═══ DATA TO PROCESS

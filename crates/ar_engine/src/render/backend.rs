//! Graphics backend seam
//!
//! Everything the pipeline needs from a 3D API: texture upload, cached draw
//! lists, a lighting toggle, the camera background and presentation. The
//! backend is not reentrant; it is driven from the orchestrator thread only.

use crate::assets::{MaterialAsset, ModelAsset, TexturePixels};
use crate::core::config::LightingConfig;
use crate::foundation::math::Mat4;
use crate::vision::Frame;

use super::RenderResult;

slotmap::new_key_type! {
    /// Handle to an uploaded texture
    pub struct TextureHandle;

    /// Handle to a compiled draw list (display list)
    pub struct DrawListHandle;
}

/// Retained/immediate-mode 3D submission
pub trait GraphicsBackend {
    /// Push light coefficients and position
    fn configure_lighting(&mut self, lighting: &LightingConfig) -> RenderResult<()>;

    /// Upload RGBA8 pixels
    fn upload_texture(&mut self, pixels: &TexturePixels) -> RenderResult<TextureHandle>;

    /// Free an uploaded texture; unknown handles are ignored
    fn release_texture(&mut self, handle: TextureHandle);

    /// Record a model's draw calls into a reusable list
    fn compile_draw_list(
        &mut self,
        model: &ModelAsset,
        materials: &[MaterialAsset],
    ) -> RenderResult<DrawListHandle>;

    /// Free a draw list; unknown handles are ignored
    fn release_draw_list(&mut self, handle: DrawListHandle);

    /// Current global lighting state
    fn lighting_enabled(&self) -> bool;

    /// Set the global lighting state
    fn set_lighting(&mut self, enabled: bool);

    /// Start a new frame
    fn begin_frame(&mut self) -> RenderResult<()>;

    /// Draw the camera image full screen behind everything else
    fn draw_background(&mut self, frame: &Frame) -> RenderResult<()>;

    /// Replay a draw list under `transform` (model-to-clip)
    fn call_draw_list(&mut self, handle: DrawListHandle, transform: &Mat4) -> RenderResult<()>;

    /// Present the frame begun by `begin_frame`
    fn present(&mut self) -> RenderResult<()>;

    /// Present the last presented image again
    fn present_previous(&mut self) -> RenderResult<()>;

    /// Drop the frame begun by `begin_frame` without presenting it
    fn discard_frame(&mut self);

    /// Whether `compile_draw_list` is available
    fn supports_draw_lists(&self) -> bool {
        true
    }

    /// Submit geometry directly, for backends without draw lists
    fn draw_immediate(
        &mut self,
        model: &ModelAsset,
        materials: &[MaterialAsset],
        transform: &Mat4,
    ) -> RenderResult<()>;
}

══════
═══ DATA TO PROCESS

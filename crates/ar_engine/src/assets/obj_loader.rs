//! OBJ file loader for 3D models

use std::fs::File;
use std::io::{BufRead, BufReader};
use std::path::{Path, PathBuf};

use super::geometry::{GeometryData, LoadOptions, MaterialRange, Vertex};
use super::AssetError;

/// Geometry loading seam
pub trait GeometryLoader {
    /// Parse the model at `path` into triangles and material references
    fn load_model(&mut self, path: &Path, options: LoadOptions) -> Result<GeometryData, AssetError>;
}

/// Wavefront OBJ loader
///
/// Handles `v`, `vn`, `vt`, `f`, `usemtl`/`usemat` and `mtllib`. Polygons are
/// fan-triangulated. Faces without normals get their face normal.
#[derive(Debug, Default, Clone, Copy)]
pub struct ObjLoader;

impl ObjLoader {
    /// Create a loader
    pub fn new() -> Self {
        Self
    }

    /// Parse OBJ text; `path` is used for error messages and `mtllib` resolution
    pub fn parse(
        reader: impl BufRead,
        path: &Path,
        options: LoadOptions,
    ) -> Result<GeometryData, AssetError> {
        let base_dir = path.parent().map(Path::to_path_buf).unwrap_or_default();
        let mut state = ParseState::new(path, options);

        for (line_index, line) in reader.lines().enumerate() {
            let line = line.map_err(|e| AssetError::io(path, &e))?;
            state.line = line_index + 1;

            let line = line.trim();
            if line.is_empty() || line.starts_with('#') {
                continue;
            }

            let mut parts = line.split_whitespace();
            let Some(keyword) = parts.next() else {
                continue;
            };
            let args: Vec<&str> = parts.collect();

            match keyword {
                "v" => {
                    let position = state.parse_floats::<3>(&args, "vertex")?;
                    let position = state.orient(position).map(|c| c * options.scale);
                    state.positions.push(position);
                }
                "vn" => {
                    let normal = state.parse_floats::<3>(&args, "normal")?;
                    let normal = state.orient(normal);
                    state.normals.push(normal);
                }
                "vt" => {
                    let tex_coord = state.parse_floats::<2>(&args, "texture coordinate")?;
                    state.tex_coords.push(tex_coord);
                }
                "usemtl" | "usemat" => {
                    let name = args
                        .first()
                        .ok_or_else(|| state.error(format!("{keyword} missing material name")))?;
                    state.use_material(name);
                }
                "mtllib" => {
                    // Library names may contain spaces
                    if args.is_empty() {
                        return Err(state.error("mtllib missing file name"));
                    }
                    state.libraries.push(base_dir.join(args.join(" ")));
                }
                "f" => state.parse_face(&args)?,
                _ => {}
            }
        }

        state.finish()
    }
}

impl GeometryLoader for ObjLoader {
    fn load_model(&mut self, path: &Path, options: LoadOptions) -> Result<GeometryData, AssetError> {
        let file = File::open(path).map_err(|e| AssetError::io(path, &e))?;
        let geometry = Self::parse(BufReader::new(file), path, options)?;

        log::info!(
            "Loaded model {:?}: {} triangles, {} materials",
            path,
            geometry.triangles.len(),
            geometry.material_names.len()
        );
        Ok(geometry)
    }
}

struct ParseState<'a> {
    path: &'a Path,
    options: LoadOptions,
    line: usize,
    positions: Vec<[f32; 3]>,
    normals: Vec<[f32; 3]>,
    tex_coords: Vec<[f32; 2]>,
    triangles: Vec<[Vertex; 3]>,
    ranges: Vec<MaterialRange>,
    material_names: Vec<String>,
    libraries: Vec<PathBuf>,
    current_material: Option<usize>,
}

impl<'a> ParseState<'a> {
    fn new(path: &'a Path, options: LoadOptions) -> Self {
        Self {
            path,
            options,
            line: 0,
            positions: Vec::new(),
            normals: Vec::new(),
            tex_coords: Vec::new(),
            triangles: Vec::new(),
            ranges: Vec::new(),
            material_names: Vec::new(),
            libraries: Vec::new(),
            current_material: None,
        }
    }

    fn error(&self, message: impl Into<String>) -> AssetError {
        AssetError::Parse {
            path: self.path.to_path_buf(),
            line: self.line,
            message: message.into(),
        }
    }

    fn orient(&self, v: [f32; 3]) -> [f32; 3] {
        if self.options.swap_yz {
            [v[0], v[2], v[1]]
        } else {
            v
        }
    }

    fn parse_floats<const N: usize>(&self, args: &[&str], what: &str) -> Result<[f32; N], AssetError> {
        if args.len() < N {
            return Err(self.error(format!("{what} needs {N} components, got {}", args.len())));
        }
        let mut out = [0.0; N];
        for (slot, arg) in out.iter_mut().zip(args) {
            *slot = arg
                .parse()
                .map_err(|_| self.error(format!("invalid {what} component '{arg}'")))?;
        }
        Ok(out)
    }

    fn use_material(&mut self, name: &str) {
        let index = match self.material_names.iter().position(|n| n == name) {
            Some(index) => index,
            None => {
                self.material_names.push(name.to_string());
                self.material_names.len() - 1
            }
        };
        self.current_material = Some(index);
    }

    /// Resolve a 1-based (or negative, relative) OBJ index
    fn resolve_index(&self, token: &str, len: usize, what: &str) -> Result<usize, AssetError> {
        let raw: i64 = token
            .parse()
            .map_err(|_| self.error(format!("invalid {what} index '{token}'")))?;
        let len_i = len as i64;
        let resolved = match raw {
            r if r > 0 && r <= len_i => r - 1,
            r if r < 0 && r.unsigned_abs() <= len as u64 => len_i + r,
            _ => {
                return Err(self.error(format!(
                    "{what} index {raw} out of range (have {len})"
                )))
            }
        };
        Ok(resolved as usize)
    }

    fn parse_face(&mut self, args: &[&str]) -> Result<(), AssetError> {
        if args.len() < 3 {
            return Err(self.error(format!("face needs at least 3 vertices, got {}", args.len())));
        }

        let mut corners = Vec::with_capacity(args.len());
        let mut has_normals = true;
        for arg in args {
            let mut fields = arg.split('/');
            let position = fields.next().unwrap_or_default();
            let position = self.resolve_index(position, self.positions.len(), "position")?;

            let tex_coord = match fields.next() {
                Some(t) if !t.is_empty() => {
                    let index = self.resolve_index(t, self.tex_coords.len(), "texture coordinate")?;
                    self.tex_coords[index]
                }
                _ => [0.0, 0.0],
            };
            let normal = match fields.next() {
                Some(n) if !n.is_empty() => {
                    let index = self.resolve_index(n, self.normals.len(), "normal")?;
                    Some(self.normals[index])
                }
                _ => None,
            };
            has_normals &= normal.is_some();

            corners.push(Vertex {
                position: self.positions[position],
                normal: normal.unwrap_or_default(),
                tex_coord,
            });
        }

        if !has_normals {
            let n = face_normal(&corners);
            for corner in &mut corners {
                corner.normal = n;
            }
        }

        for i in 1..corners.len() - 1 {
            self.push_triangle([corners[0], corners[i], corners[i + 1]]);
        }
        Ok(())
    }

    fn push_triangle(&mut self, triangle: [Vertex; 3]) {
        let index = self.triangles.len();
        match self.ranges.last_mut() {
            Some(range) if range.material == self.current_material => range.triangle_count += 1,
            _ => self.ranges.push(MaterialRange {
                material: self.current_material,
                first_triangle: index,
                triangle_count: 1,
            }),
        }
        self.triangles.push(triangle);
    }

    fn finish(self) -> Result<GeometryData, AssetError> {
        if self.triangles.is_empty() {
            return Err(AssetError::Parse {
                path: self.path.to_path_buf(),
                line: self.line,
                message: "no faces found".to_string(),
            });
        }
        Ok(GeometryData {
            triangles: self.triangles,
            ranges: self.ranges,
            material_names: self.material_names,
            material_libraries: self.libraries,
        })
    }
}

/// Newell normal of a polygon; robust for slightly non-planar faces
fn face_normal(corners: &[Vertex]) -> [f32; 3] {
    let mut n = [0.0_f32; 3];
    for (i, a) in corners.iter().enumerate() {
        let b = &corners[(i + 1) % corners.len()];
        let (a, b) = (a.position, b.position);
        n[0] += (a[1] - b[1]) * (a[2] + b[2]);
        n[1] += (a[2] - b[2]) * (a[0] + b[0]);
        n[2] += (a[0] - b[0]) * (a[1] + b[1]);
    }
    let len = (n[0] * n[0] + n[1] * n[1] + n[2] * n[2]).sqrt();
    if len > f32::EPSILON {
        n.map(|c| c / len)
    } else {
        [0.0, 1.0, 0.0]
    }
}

══════
═══ DATA TO PROCESS

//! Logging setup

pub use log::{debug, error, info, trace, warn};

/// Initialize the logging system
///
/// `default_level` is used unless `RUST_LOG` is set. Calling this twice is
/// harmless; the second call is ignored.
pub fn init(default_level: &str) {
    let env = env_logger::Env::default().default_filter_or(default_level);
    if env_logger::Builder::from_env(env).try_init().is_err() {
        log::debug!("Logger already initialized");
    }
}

══════

■ PROBLEM TO SOLVE
Starting at the line above that contains "-> Result<GeometryData, AssetError>;", write out each line exactly until the line that contains "Parse OBJ text;" has been written, and stop there.

■ YOUR SOLUTION
    fn load_model(&mut self, path: &Path, options: LoadOptions) -> Result<GeometryData, AssetError>;
}

/// Wavefront OBJ loader
///
/// Handles `v`, `vn`, `vt`, `f`, `usemtl`/`usemat` and `mtllib`. Polygons are
/// fan-triangulated. Faces without normals get their face normal.
#[derive(Debug, Default, Clone, Copy)]
pub struct ObjLoader;

impl ObjLoader {
    /// Create a loader
    pub fn new() -> Self {
        Self
    }

    /// Parse OBJ text; `path` is used for error messages and `mtllib` resolution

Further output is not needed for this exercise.